* Required work *
Find how many lines below hold "exit", and give that number as the entire answer.
#### Material to process ####
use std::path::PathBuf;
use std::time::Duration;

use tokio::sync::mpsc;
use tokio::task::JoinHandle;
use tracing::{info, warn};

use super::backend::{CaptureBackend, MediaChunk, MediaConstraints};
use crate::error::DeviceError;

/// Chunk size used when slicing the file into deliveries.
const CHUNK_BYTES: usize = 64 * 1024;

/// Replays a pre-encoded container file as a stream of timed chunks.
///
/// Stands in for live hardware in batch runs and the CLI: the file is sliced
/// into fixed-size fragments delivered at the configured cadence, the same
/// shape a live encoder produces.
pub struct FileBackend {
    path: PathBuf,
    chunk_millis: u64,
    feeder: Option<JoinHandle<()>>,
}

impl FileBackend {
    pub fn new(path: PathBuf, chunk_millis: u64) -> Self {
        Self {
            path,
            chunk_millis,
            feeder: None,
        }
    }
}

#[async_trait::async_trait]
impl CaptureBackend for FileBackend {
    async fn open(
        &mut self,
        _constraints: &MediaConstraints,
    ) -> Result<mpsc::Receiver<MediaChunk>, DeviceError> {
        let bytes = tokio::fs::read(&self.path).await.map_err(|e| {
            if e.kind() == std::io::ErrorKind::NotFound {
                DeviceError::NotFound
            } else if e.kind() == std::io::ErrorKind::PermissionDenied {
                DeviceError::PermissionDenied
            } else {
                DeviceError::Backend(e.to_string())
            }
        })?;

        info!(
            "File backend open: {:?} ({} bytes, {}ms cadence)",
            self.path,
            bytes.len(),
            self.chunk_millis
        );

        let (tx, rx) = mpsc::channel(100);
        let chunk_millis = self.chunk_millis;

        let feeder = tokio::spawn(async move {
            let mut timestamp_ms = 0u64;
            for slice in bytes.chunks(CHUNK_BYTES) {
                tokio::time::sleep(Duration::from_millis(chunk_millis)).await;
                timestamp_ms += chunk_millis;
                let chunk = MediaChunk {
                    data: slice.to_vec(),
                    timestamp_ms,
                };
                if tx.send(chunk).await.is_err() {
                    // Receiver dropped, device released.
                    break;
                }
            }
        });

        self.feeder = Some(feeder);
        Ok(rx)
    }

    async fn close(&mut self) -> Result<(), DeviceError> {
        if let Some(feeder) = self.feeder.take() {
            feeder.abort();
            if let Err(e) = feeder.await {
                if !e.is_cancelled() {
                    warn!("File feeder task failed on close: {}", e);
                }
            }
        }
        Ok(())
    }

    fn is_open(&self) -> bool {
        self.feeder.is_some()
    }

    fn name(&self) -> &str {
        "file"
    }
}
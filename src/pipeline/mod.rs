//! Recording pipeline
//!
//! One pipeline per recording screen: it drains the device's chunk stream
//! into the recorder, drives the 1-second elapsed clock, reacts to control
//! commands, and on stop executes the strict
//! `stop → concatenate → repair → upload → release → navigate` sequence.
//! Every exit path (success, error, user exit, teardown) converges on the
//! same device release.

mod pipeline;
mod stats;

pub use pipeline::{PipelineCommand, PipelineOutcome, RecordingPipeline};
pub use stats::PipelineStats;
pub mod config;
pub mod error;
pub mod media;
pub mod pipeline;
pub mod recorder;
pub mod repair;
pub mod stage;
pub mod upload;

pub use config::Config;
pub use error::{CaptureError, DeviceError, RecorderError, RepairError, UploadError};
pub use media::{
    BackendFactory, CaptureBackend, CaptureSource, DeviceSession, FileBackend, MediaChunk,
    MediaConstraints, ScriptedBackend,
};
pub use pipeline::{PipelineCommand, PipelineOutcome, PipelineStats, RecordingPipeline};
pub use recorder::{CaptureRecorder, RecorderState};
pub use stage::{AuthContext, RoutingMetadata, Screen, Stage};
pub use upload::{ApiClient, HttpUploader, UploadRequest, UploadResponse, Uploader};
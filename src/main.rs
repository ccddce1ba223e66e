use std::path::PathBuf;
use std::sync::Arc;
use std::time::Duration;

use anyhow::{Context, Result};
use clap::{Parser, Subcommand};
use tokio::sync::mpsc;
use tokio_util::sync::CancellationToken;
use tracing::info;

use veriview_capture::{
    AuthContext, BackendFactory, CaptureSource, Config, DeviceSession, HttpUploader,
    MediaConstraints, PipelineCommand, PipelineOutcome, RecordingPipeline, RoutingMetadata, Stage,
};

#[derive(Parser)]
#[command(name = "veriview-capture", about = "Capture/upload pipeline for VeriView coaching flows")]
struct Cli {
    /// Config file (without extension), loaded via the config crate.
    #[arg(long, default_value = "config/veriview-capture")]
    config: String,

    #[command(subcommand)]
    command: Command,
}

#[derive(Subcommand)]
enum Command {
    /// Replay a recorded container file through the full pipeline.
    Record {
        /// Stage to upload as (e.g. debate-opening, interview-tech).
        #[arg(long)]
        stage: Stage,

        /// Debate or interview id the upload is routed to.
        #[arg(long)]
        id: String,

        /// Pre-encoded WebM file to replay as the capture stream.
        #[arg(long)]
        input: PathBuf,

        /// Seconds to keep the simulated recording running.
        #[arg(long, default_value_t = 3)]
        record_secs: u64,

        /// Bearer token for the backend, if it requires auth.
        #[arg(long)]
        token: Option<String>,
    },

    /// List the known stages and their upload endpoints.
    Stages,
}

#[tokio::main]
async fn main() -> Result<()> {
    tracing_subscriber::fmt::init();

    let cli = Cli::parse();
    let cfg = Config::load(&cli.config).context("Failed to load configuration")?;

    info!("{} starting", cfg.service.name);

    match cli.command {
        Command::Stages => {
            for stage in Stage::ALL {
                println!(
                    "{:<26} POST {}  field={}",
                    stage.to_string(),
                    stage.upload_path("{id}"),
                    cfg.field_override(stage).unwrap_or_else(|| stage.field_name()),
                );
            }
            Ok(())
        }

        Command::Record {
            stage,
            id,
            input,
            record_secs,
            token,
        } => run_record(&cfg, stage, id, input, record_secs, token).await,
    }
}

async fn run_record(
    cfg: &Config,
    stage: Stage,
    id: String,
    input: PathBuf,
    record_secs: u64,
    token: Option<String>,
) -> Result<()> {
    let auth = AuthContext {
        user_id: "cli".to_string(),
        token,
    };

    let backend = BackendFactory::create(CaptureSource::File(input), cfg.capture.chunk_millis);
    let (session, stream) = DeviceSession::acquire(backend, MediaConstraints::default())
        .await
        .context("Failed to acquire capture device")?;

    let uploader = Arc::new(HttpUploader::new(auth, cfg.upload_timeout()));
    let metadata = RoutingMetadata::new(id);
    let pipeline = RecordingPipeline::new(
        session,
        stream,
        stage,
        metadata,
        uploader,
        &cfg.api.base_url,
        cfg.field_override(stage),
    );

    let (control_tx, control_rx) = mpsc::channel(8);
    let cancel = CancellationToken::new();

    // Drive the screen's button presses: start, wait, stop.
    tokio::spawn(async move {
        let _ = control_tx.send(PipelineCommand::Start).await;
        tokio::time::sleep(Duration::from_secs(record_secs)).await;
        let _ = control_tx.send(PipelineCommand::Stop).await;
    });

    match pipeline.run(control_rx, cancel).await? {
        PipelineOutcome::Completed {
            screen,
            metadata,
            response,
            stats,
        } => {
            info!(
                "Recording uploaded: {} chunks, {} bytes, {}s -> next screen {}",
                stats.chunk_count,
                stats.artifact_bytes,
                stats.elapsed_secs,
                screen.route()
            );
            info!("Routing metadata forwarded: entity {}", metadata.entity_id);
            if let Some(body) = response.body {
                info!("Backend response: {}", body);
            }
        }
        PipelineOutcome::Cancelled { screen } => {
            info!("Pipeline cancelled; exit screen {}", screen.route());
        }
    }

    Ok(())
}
####
* Solution to the problem *
2